All I ever wanted was to have my piss burn after fucking a woman that looks like Lando Calrissian's co-pop.

That's all I want.

To go to war and to have that.

And I would have stayed off the computer.

That got taken away from me.

So the least you can do is go to delta dietsmoke.com, buy that shit, so I don't have to fucking read emails.

And I can just sit at home and masturbate to the idea of having become infertile

and impotent from war crimes.

Oh, man.

Wow.

It would have been cool to be part of the greatest generation.

No.

Yeah, it would have fucked them.

Just William Holden.

Growing up, you've never even seen a Chinese person.

And then you're over there in war and you're like, are you saying we can fuck them?

Doc.

Doc, are you saying it's all right to fuck them?
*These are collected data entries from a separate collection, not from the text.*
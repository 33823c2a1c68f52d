//! Cache configuration resolution.
//!
//! Resolves the effective cache definition for a request (registry lookup,
//! then declarative fallback, then built-in default) and expands it into a
//! full invalidation policy: compiled patterns plus a time-to-live.

use std::sync::Arc;

use tracing::{debug, warn};

use crate::collab::{ContentTreeReader, RequestContext, ResourceNode};
use crate::config::CacheSettings;
use crate::definition::{CACHE_NODE_NAME, ResourceTypeCacheDefinition};
use crate::key::absolute_type_path;
use crate::pattern::InvalidationPattern;
use crate::registry::DefinitionRegistry;

/// Path segment that separates a content document from its rendered
/// sub-resources.
const CONTENT_ROOT_SEGMENT: &str = "/jcr:content";

/// Fully resolved invalidation policy for one cache entry.
///
/// Built once per cache miss; immutable thereafter and owned by the refresh
/// engine bound to the resulting entry.
#[derive(Debug, Clone)]
pub struct CacheConfiguration {
    /// Resource type the policy was resolved for.
    pub resource_type: String,
    /// Time-to-live of the cached rendering, in seconds.
    pub time_to_live_seconds: u32,
    /// Signed cache level of the resolved definition, fed to key generation.
    pub cache_level: i32,
    /// Absolute path of the resolved type; unset when the content tree
    /// could not resolve it.
    pub resource_type_path: Option<String>,
    /// Compiled invalidation patterns.
    pub patterns: Vec<InvalidationPattern>,
}

/// Resolves cache configurations per request.
pub struct ConfigurationResolver {
    settings: CacheSettings,
    registry: Arc<DefinitionRegistry>,
    tree: Arc<dyn ContentTreeReader>,
}

impl ConfigurationResolver {
    pub fn new(
        settings: CacheSettings,
        registry: Arc<DefinitionRegistry>,
        tree: Arc<dyn ContentTreeReader>,
    ) -> Self {
        Self {
            settings,
            registry,
            tree,
        }
    }

    /// Resolve the effective configuration for a request, defaulting the
    /// time-to-live from the crate settings.
    pub fn resolve(&self, request: &dyn RequestContext) -> CacheConfiguration {
        self.resolve_with_default_ttl(request, self.settings.default_ttl_seconds)
    }

    /// Resolve the effective configuration for a request.
    ///
    /// Never fails: an unresolvable type path only disables the declarative
    /// fallback, and the built-in default definition always applies.
    pub fn resolve_with_default_ttl(
        &self,
        request: &dyn RequestContext,
        default_ttl_seconds: u32,
    ) -> CacheConfiguration {
        let resource_type = request.resource_type();
        let type_path = absolute_type_path(resource_type);
        let type_node = self.tree.resolve(&type_path);
        if type_node.is_none() {
            debug!(
                resource_type,
                type_path = %type_path,
                "Resource type not resolvable in content tree"
            );
        }

        let definition = self
            .registry
            .lookup(resource_type)
            .or_else(|| {
                self.declarative_definition(type_node.as_ref(), resource_type, default_ttl_seconds)
                    .map(Arc::new)
            })
            .unwrap_or_else(|| {
                Arc::new(ResourceTypeCacheDefinition::new(
                    resource_type,
                    default_ttl_seconds,
                ))
            });

        CacheConfiguration {
            resource_type: resource_type.to_string(),
            time_to_live_seconds: definition.time_to_live_seconds,
            cache_level: definition.cache_level,
            resource_type_path: type_node.map(|node| node.path),
            patterns: expand_patterns(request, &definition),
        }
    }

    /// Read the declarative definition stored under the resolved type path.
    fn declarative_definition(
        &self,
        type_node: Option<&ResourceNode>,
        resource_type: &str,
        default_ttl_seconds: u32,
    ) -> Option<ResourceTypeCacheDefinition> {
        let type_node = type_node?;
        let cache_node = self
            .tree
            .resolve(&format!("{}/{CACHE_NODE_NAME}", type_node.path))?;
        Some(ResourceTypeCacheDefinition::from_node(
            &cache_node,
            resource_type,
            default_ttl_seconds,
        ))
    }
}

/// Expand a definition into the compiled pattern set for one request.
fn expand_patterns(
    request: &dyn RequestContext,
    definition: &ResourceTypeCacheDefinition,
) -> Vec<InvalidationPattern> {
    let mut patterns = Vec::new();

    if definition.invalidate_on_self {
        patterns.push(InvalidationPattern::anchored(page_path(
            request.resource_path(),
        )));
    }

    for field in &definition.invalidate_on_referenced_fields {
        if field.trim().is_empty() {
            continue;
        }
        match request.property(field) {
            Some(value) if !value.trim().is_empty() => {
                patterns.push(InvalidationPattern::anchored(&value));
            }
            _ => {}
        }
    }

    for raw in &definition.invalidate_on_paths {
        match InvalidationPattern::compile(raw) {
            Ok(pattern) => patterns.push(pattern),
            Err(error) => {
                warn!(pattern = %raw, %error, "Skipping invalid custom invalidation pattern");
            }
        }
    }

    patterns
}

/// Path of the enclosing content document: the resource path truncated at,
/// and excluding, the content-root segment when one is present.
fn page_path(resource_path: &str) -> &str {
    match resource_path.find(CONTENT_ROOT_SEGMENT) {
        Some(index) if index > 0 => &resource_path[..index],
        _ => resource_path,
    }
}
Because, you know, some of those guys, some of those fucking, if you're like from a farm in Missouri.

Totally.

You know, there's like two people.

The guy you bought milk off of, and that's the only person you've known.

You're right.

And now you're in the woods.

I guarantee you, one of them, like, fucked a Chinese or a Vietnamese and then probably had sex with a chimpanzee, thinking that was like the same thing.

Yeah.

I'm like, well, I already did it to the one.
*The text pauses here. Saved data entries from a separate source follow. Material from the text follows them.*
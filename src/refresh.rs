//! Per-entry refresh policy engine.
//!
//! Each cached entry owns one engine. The engine listens on the change bus,
//! latches a sticky dirty flag when a changed path matches its patterns,
//! and combines that with a time-based expiry. Lifecycle events from the
//! owning cache store detach it from the bus exactly once; a subscription
//! that is never released leaks for the remainder of the process.

use std::sync::atomic::{AtomicBool, Ordering};
use std::sync::{Arc, OnceLock};

use metrics::counter;
use time::OffsetDateTime;
use tracing::debug;

use crate::bus::{ChangeBus, ChangeListener, SubscriptionId};
use crate::error::CacheError;
use crate::pattern;
use crate::resolver::CacheConfiguration;

const METRIC_ENTRIES_DIRTIED: &str = "rendercache_entries_dirtied_total";
const METRIC_LISTENERS_DETACHED: &str = "rendercache_listeners_detached_total";

/// Lifecycle event delivered by the owning cache store.
#[derive(Debug, Clone, PartialEq, Eq)]
pub enum CacheEntryEvent {
    Added { key: String },
    Updated { key: String },
    Removed { key: String },
    Flushed(FlushScope),
}

/// Scope of a flush event.
#[derive(Debug, Clone, PartialEq, Eq)]
pub enum FlushScope {
    /// One entry, addressed by key.
    Entry(String),
    /// Every entry whose key matches a raw pattern.
    Group(String),
    /// The whole cache.
    Whole,
}

/// Refresh policy bound 1:1 to a cache entry.
pub struct RefreshPolicyEngine {
    entry_key: String,
    created_at: OffsetDateTime,
    configuration: CacheConfiguration,
    dirty: AtomicBool,
    detached: AtomicBool,
    bus: Arc<ChangeBus>,
    subscription: OnceLock<SubscriptionId>,
}

impl RefreshPolicyEngine {
    /// Bind a new engine to a cache entry and subscribe it to the bus.
    ///
    /// Fails when the entry key is blank: an engine must always be
    /// identifiable for lifecycle matching.
    pub fn bind(
        bus: Arc<ChangeBus>,
        entry_key: impl Into<String>,
        configuration: CacheConfiguration,
    ) -> Result<Arc<Self>, CacheError> {
        let entry_key = entry_key.into();
        if entry_key.trim().is_empty() {
            return Err(CacheError::BlankEntryKey);
        }

        let engine = Arc::new(Self {
            entry_key,
            created_at: OffsetDateTime::now_utc(),
            configuration,
            dirty: AtomicBool::new(false),
            detached: AtomicBool::new(false),
            bus,
            subscription: OnceLock::new(),
        });

        let id = engine
            .bus
            .subscribe(Arc::clone(&engine) as Arc<dyn ChangeListener>);
        let _ = engine.subscription.set(id);
        Ok(engine)
    }

    pub fn entry_key(&self) -> &str {
        &self.entry_key
    }

    pub fn created_at(&self) -> OffsetDateTime {
        self.created_at
    }

    pub fn configuration(&self) -> &CacheConfiguration {
        &self.configuration
    }

    /// Whether a matching change notification has been observed.
    pub fn is_dirty(&self) -> bool {
        self.dirty.load(Ordering::Acquire)
    }

    /// Whether the engine has detached from the change bus.
    pub fn is_detached(&self) -> bool {
        self.detached.load(Ordering::Acquire)
    }

    /// The entry is stale once a matching change arrived or its age reached
    /// the time-to-live. A dirty result is permanent regardless of age.
    pub fn needs_refresh(&self, entry_age_seconds: u64) -> bool {
        self.is_dirty() || entry_age_seconds >= u64::from(self.configuration.time_to_live_seconds)
    }

    /// Convenience form of [`needs_refresh`](Self::needs_refresh) deriving
    /// the age from the entry's creation timestamp.
    pub fn needs_refresh_now(&self) -> bool {
        let age = (OffsetDateTime::now_utc() - self.created_at)
            .whole_seconds()
            .max(0) as u64;
        self.needs_refresh(age)
    }

    /// Handle a lifecycle event from the owning cache store.
    ///
    /// Entry-scoped events apply only when the key matches this entry;
    /// group flushes match the entry key against the flush pattern; a
    /// whole-cache flush always applies. Applicable events detach the
    /// engine; late or repeated events are no-ops.
    pub fn handle(&self, event: &CacheEntryEvent) {
        let applies = match event {
            CacheEntryEvent::Added { key }
            | CacheEntryEvent::Updated { key }
            | CacheEntryEvent::Removed { key } => key == &self.entry_key,
            CacheEntryEvent::Flushed(FlushScope::Entry(key)) => key == &self.entry_key,
            CacheEntryEvent::Flushed(FlushScope::Group(raw)) => {
                pattern::full_match(raw, &self.entry_key)
            }
            CacheEntryEvent::Flushed(FlushScope::Whole) => true,
        };
        if applies {
            self.detach();
        }
    }

    /// Unsubscribe from the change bus; the side effect runs at most once
    /// no matter how many lifecycle callbacks race here.
    pub fn detach(&self) {
        if self.detached.swap(true, Ordering::AcqRel) {
            return;
        }
        if let Some(id) = self.subscription.get() {
            self.bus.unsubscribe(*id);
        }
        counter!(METRIC_LISTENERS_DETACHED).increment(1);
        debug!(entry_key = %self.entry_key, "Refresh engine detached from change bus");
    }
}

impl ChangeListener for RefreshPolicyEngine {
    /// Sticky: once any call returned true, every later call returns true
    /// without re-evaluating patterns.
    fn on_change_notification(&self, path: &str) -> bool {
        if self.is_dirty() {
            return true;
        }
        if self
            .configuration
            .patterns
            .iter()
            .any(|pattern| pattern.matches(path))
        {
            if !self.dirty.swap(true, Ordering::AcqRel) {
                counter!(METRIC_ENTRIES_DIRTIED).increment(1);
                debug!(entry_key = %self.entry_key, path, "Cache entry marked dirty");
            }
            return true;
        }
        false
    }
}

#[cfg(test)]
mod tests {
    use std::thread;

    use super::*;
    use crate::pattern::InvalidationPattern;

    fn configuration(ttl: u32, patterns: Vec<InvalidationPattern>) -> CacheConfiguration {
        CacheConfiguration {
            resource_type: "myapp/components/comp".to_string(),
            time_to_live_seconds: ttl,
            cache_level: -1,
            resource_type_path: Some("/apps/myapp/components/comp".to_string()),
            patterns,
        }
    }

    fn engine_with_pattern(bus: &Arc<ChangeBus>, ttl: u32) -> Arc<RefreshPolicyEngine> {
        RefreshPolicyEngine::bind(
            Arc::clone(bus),
            "/apps/myapp/components/comp/content/site",
            configuration(
                ttl,
                vec![InvalidationPattern::anchored("/content/site/en/page")],
            ),
        )
        .expect("engine binds")
    }

    #[test]
    fn bind_rejects_blank_entry_key() {
        let bus = Arc::new(ChangeBus::new());
        let result = RefreshPolicyEngine::bind(bus.clone(), "   ", configuration(60, Vec::new()));
        assert!(matches!(result, Err(CacheError::BlankEntryKey)));
        assert_eq!(bus.listener_count(), 0);
    }

    #[test]
    fn bind_subscribes_to_bus() {
        let bus = Arc::new(ChangeBus::new());
        let _engine = engine_with_pattern(&bus, 60);
        assert_eq!(bus.listener_count(), 1);
    }

    #[test]
    fn matching_notification_latches_dirty() {
        let bus = Arc::new(ChangeBus::new());
        let engine = engine_with_pattern(&bus, 60);

        assert!(!engine.on_change_notification("/content/other/page"));
        assert!(!engine.is_dirty());

        assert!(engine.on_change_notification("/content/site/en/page/jcr:content"));
        assert!(engine.is_dirty());

        // sticky: non-matching paths now also report true
        assert!(engine.on_change_notification("/content/other/page"));
        assert!(engine.needs_refresh(0));
    }

    #[test]
    fn needs_refresh_honors_ttl_without_notifications() {
        let bus = Arc::new(ChangeBus::new());
        let engine = engine_with_pattern(&bus, 60);

        assert!(!engine.needs_refresh(0));
        assert!(!engine.needs_refresh(59));
        assert!(engine.needs_refresh(60));
        assert!(engine.needs_refresh(61));
    }

    #[test]
    fn needs_refresh_now_uses_creation_timestamp() {
        let bus = Arc::new(ChangeBus::new());
        let fresh = engine_with_pattern(&bus, 3600);
        assert!(!fresh.needs_refresh_now());

        let expired = RefreshPolicyEngine::bind(
            Arc::clone(&bus),
            "/apps/myapp/components/comp",
            configuration(0, Vec::new()),
        )
        .expect("engine binds");
        assert!(expired.needs_refresh_now());
    }

    #[test]
    fn entry_events_for_other_keys_are_ignored() {
        let bus = Arc::new(ChangeBus::new());
        let engine = engine_with_pattern(&bus, 60);

        engine.handle(&CacheEntryEvent::Removed {
            key: "/apps/other".to_string(),
        });
        assert!(!engine.is_detached());
        assert_eq!(bus.listener_count(), 1);

        engine.handle(&CacheEntryEvent::Removed {
            key: engine.entry_key().to_string(),
        });
        assert!(engine.is_detached());
        assert_eq!(bus.listener_count(), 0);
    }

    #[test]
    fn whole_cache_flush_always_detaches() {
        let bus = Arc::new(ChangeBus::new());
        let engine = engine_with_pattern(&bus, 60);

        engine.handle(&CacheEntryEvent::Flushed(FlushScope::Whole));
        assert!(engine.is_detached());
        assert_eq!(bus.listener_count(), 0);
    }

    #[test]
    fn group_flush_detaches_on_key_match_only() {
        let bus = Arc::new(ChangeBus::new());
        let engine = engine_with_pattern(&bus, 60);

        engine.handle(&CacheEntryEvent::Flushed(FlushScope::Group(
            "/apps/other/.*".to_string(),
        )));
        assert!(!engine.is_detached());

        engine.handle(&CacheEntryEvent::Flushed(FlushScope::Group(
            "/apps/myapp/.*".to_string(),
        )));
        assert!(engine.is_detached());
    }

    #[test]
    fn invalid_group_flush_pattern_is_absorbed() {
        let bus = Arc::new(ChangeBus::new());
        let engine = engine_with_pattern(&bus, 60);

        engine.handle(&CacheEntryEvent::Flushed(FlushScope::Group(
            "/apps/[".to_string(),
        )));
        assert!(!engine.is_detached());
    }

    #[test]
    fn repeated_lifecycle_events_detach_once() {
        let bus = Arc::new(ChangeBus::new());
        let engine = engine_with_pattern(&bus, 60);
        let key = engine.entry_key().to_string();

        engine.handle(&CacheEntryEvent::Updated { key: key.clone() });
        engine.handle(&CacheEntryEvent::Flushed(FlushScope::Whole));
        engine.handle(&CacheEntryEvent::Removed { key });
        engine.detach();

        assert!(engine.is_detached());
        assert_eq!(bus.listener_count(), 0);
    }

    #[test]
    fn racing_detach_runs_side_effect_at_most_once() {
        let bus = Arc::new(ChangeBus::new());
        let engine = engine_with_pattern(&bus, 60);

        let handles: Vec<_> = (0..8)
            .map(|_| {
                let engine = Arc::clone(&engine);
                thread::spawn(move || {
                    engine.handle(&CacheEntryEvent::Flushed(FlushScope::Whole));
                })
            })
            .collect();
        for handle in handles {
            handle.join().unwrap();
        }

        assert!(engine.is_detached());
        assert_eq!(bus.listener_count(), 0);
    }

    #[test]
    fn racing_notifications_only_reach_true() {
        let bus = Arc::new(ChangeBus::new());
        let engine = engine_with_pattern(&bus, 60);

        let handles: Vec<_> = (0..8)
            .map(|_| {
                let engine = Arc::clone(&engine);
                thread::spawn(move || {
                    for _ in 0..100 {
                        engine.on_change_notification("/content/site/en/page/jcr:content");
                        assert!(engine.is_dirty());
                    }
                })
            })
            .collect();
        for handle in handles {
            handle.join().unwrap();
        }

        assert!(engine.is_dirty());
        assert!(engine.needs_refresh(0));
    }
}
I didn't know her brother was off limits.

They're like, that's not her brother.

And he's like, well,

I guess I deserve this.

What you call it?

HIV I got now.

But there's nothing in the Bible about that, is there?

I'll ask the chaplain.

Maybe he can say a prayer for me, and I'll get what you say it was, my T cells back.

What you say it was I lost doc is my T cells.

That would really suck to get AIDS in the service.

Well,

I didn't know there was a difference between the hut people and what they're telling me is in the Rangu town.

I thought it was the grandma of the tribe, and I thought I'd be modest and fuck the least beautiful one.

I thought maybe I'd be doing my Christian duty to have intercourse with the ugliest one of the tribe, so it would not feel as lecherous as some of my brothers in my platoon were immediately going for the big titty bimbo.

Damn, that sounds awesome.

But then I done and did it.

I got HIV from an orangutan.

Wow, dude, and that's for that's what that's in Vietnam, or yeah, it's the thin red line.

Okay, that's the movie The Thin Red Line.

Oh, I haven't seen it last time.

Oh, yeah, no, yeah, that's all from that movie.

That's really good.

What are you saying?

I got again

pile HIV.

Let's get the fucking spin-off, spinoff, dude.

Let's get the fucking reboot where Gomer has HIV.

He keeps getting.

It's a different episode.

Pile!

Did you fuck that orangutan?

I thought it was the grandma.

So you fucked the grandma of the tribe?

Well, I guess I didn't after all.

That would have been a disaster.

Well, I guess you could say then I averted a disaster by getting HIV from the orangutan.

Canned laughter.

I'll let it slide this time, Pyle.

He's just slowly dying the rest of the season.

I don't feel like

that turns out my HIV was cured by being irradiated by one of the test sites.

Oh, fuck.

Wow.

Can't wait to see it.

Yeah.

Gomer Pyle, F-A-G-G-O-T.

What's the original USMC?

Oh.

Gomer Powell, USMC.

Oh, he was in the Marine Corps.

Yeah.

Wow.

A jughead.

Yeah.

Or a jarhead.

Jarhead.

A jar head.

A jughead was the comic.

Right.

Raichi's friend.

Right.

So fucking faggot.

Faghead, that's what they call him.

I don't think that was his name.

Jughead sounds like a slur.

No.

Like about a group of people with big heads.

I suppose that's true.

I hope people don't get

trying to cancel me over saying those 1,400 girls deserve to be raped.

Did you say that?

Yeah, because they're British, though.

Oh, right.

So

I was on some, like, let's check these Mayo ass.

Right.

Because who are the whitest people in the world?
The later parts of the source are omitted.